**Dataset entries:**
//! Chat-completions client with function calling.
//!
//! DeepSeek is the default oracle; OpenAI, OpenRouter, Groq, Together and a
//! local Ollama speak the same `/chat/completions` dialect.

use async_trait::async_trait;
use prospector_core::error::ProviderError;
use prospector_core::message::{Message, MessageToolCall, Role};
use prospector_core::provider::{Provider, ProviderRequest, ProviderResponse, ToolDefinition, Usage};
use serde::{Deserialize, Serialize};
use std::time::Duration;
use tracing::{debug, warn};

/// Used when a 429 carries no usable `Retry-After`.
const DEFAULT_RETRY_AFTER_SECS: u64 = 5;

pub struct ChatCompletionsProvider {
    name: String,
    base_url: String,
    api_key: String,
    client: reqwest::Client,
}

impl ChatCompletionsProvider {
    pub fn new(
        name: impl Into<String>,
        base_url: impl Into<String>,
        api_key: impl Into<String>,
    ) -> Self {
        let client = reqwest::Client::builder()
            .timeout(Duration::from_secs(120))
            .build()
            .unwrap_or_else(|_| reqwest::Client::new());

        Self {
            name: name.into(),
            base_url: base_url.into().trim_end_matches('/').to_string(),
            api_key: api_key.into(),
            client,
        }
    }

    pub fn deepseek(api_key: impl Into<String>) -> Self {
        Self::new("deepseek", "https://api.deepseek.com/v1", api_key)
    }

    pub fn base_url(&self) -> &str {
        &self.base_url
    }

    fn endpoint(&self, path: &str) -> String {
        format!("{}/{path}", self.base_url)
    }
}

// --- Wire format ---

#[derive(Serialize)]
struct ChatRequest<'a> {
    model: &'a str,
    messages: Vec<WireMessage<'a>>,
    temperature: f32,
    stream: bool,
    #[serde(skip_serializing_if = "Option::is_none")]
    max_tokens: Option<u32>,
    #[serde(skip_serializing_if = "Vec::is_empty")]
    tools: Vec<WireTool<'a>>,
    #[serde(skip_serializing_if = "Option::is_none")]
    tool_choice: Option<&'a str>,
}

#[derive(Serialize)]
struct WireMessage<'a> {
    role: &'static str,
    content: &'a str,
}

#[derive(Serialize)]
struct WireTool<'a> {
    #[serde(rename = "type")]
    kind: &'static str,
    function: &'a ToolDefinition,
}

impl<'a> ChatRequest<'a> {
    fn from_request(request: &'a ProviderRequest) -> Self {
        let tools: Vec<WireTool<'a>> = request
            .tools
            .iter()
            .map(|function| WireTool {
                kind: "function",
                function,
            })
            .collect();
        let tool_choice = if tools.is_empty() {
            None
        } else {
            request.tool_choice.as_deref()
        };

        Self {
            model: &request.model,
            messages: request.messages.iter().map(wire_message).collect(),
            temperature: request.temperature,
            stream: false,
            max_tokens: request.max_tokens,
            tools,
            tool_choice,
        }
    }
}

/// The API has no observation role; observations that reach this point
/// are sent as assistant text.
fn wire_message(message: &Message) -> WireMessage<'_> {
    let role = match message.role {
        Role::System => "system",
        Role::User => "user",
        Role::Assistant | Role::Observation => "assistant",
    };
    WireMessage {
        role,
        content: &message.content,
    }
}

#[derive(Deserialize)]
struct ChatResponse {
    #[serde(default)]
    model: Option<String>,
    choices: Vec<Choice>,
    usage: Option<Usage>,
}

#[derive(Deserialize)]
struct Choice {
    message: ReplyMessage,
}

#[derive(Deserialize)]
struct ReplyMessage {
    #[serde(default)]
    content: Option<String>,
    #[serde(default)]
    tool_calls: Option<Vec<ReplyToolCall>>,
}

#[derive(Deserialize)]
struct ReplyToolCall {
    #[serde(default)]
    id: Option<String>,
    function: ReplyFunction,
}

#[derive(Deserialize)]
struct ReplyFunction {
    name: String,
    #[serde(default)]
    arguments: Option<String>,
}

impl ChatResponse {
    fn into_provider_response(self) -> Result<ProviderResponse, ProviderError> {
        let Some(choice) = self.choices.into_iter().next() else {
            return Err(ProviderError::ApiError {
                status_code: 200,
                message: "response carried no choices".into(),
            });
        };

        let mut message = Message::assistant(choice.message.content.unwrap_or_default());
        message.tool_calls = choice
            .message
            .tool_calls
            .unwrap_or_default()
            .into_iter()
            .map(|call| MessageToolCall {
                id: call.id.unwrap_or_default(),
                name: call.function.name,
                arguments: call.function.arguments.unwrap_or_default(),
            })
            .collect();

        Ok(ProviderResponse {
            message,
            usage: self.usage,
            model: self.model.unwrap_or_default(),
        })
    }
}

/// Map a non-success HTTP status onto the error the fallback chain understands.
fn status_error(status: u16, retry_after: Option<u64>, body: String) -> ProviderError {
    match status {
        429 => ProviderError::RateLimited {
            retry_after_secs: retry_after.unwrap_or(DEFAULT_RETRY_AFTER_SECS),
        },
        401 | 403 => ProviderError::AuthenticationFailed("API key rejected".into()),
        _ => ProviderError::ApiError {
            status_code: status,
            message: body,
        },
    }
}

#[async_trait]
impl Provider for ChatCompletionsProvider {
    fn name(&self) -> &str {
        &self.name
    }

    async fn complete(&self, request: ProviderRequest) -> Result<ProviderResponse, ProviderError> {
        if self.api_key.is_empty() {
            return Err(ProviderError::NotConfigured(format!(
                "no API key for provider '{}'",
                self.name
            )));
        }

        debug!(
            provider = %self.name,
            model = %request.model,
            tools = request.tools.len(),
            "Chat completion"
        );

        let response = self
            .client
            .post(self.endpoint("chat/completions"))
            .bearer_auth(&self.api_key)
            .json(&ChatRequest::from_request(&request))
            .send()
            .await
            .map_err(|e| ProviderError::Network(e.to_string()))?;

        let status = response.status();
        if !status.is_success() {
            let retry_after = response
                .headers()
                .get(reqwest::header::RETRY_AFTER)
                .and_then(|v| v.to_str().ok())
                .and_then(|v| v.trim().parse().ok());
            let body = response.text().await.unwrap_or_default();
            warn!(provider = %self.name, status = status.as_u16(), "Chat completion refused");
            return Err(status_error(status.as_u16(), retry_after, body));
        }

        let parsed: ChatResponse = response.json().await.map_err(|e| ProviderError::ApiError {
            status_code: status.as_u16(),
            message: format!("unreadable response: {e}"),
        })?;
        parsed.into_provider_response()
    }

    async fn health_check(&self) -> Result<bool, ProviderError> {
        let response = self
            .client
            .get(self.endpoint("models"))
            .bearer_auth(&self.api_key)
            .send()
            .await
            .map_err(|e| ProviderError::Network(e.to_string()))?;
        Ok(response.status().is_success())
    }
}
//! The planning loop's standing instructions.

use prospector_core::tool::ToolRegistry;

const PREAMBLE: &str =
    "You are an autonomous sales development agent that runs cold outreach for the user.";

const TASK_RULES: &str = "\
Keep a task list while you work:
1. Decide which tasks the request needs and add them with add_task, naming dependencies by task id.
2. Call get_tasks whenever you are unsure what comes next.
3. Mark each task done with complete_task as soon as it is finished.
4. Record findings and decisions with add_task_note.

Do not guess what the user wants. Ask with get_user_input,
and store answers with remember so you never ask twice.
Sending email always needs the user's confirmation; never try to work around it.
Work through the tasks one step at a time.
When everything is done, say that the workflow is completed.";

/// Build the system prompt listing every registered capability.
pub fn system_prompt(tools: &ToolRegistry) -> String {
    let capabilities: Vec<String> = tools
        .definitions()
        .into_iter()
        .map(|d| format!("- {}: {}", d.name, d.description))
        .collect();

    format!(
        "{PREAMBLE}\n\nYou can use these capabilities:\n{}\n\n{TASK_RULES}\n",
        capabilities.join("\n")
    )
}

**How to complete this task:**
Starting at the line that contains "let parsed: ChatResponse", retype each remaining line of the records exactly; that line and the last line are both included.

**Exercise response:**
        let parsed: ChatResponse = response.json().await.map_err(|e| ProviderError::ApiError {
            status_code: status.as_u16(),
            message: format!("unreadable response: {e}"),
        })?;
        parsed.into_provider_response()
    }

    async fn health_check(&self) -> Result<bool, ProviderError> {
        let response = self
            .client
            .get(self.endpoint("models"))
            .bearer_auth(&self.api_key)
            .send()
            .await
            .map_err(|e| ProviderError::Network(e.to_string()))?;
        Ok(response.status().is_success())
    }
}
//! The planning loop's standing instructions.

use prospector_core::tool::ToolRegistry;

const PREAMBLE: &str =
    "You are an autonomous sales development agent that runs cold outreach for the user.";

const TASK_RULES: &str = "\
Keep a task list while you work:
1. Decide which tasks the request needs and add them with add_task, naming dependencies by task id.
2. Call get_tasks whenever you are unsure what comes next.
3. Mark each task done with complete_task as soon as it is finished.
4. Record findings and decisions with add_task_note.

Do not guess what the user wants. Ask with get_user_input,
and store answers with remember so you never ask twice.
Sending email always needs the user's confirmation; never try to work around it.
Work through the tasks one step at a time.
When everything is done, say that the workflow is completed.";

/// Build the system prompt listing every registered capability.
pub fn system_prompt(tools: &ToolRegistry) -> String {
    let capabilities: Vec<String> = tools
        .definitions()
        .into_iter()
        .map(|d| format!("- {}: {}", d.name, d.description))
        .collect();

    format!(
        "{PREAMBLE}\n\nYou can use these capabilities:\n{}\n\n{TASK_RULES}\n",
        capabilities.join("\n")
    )
}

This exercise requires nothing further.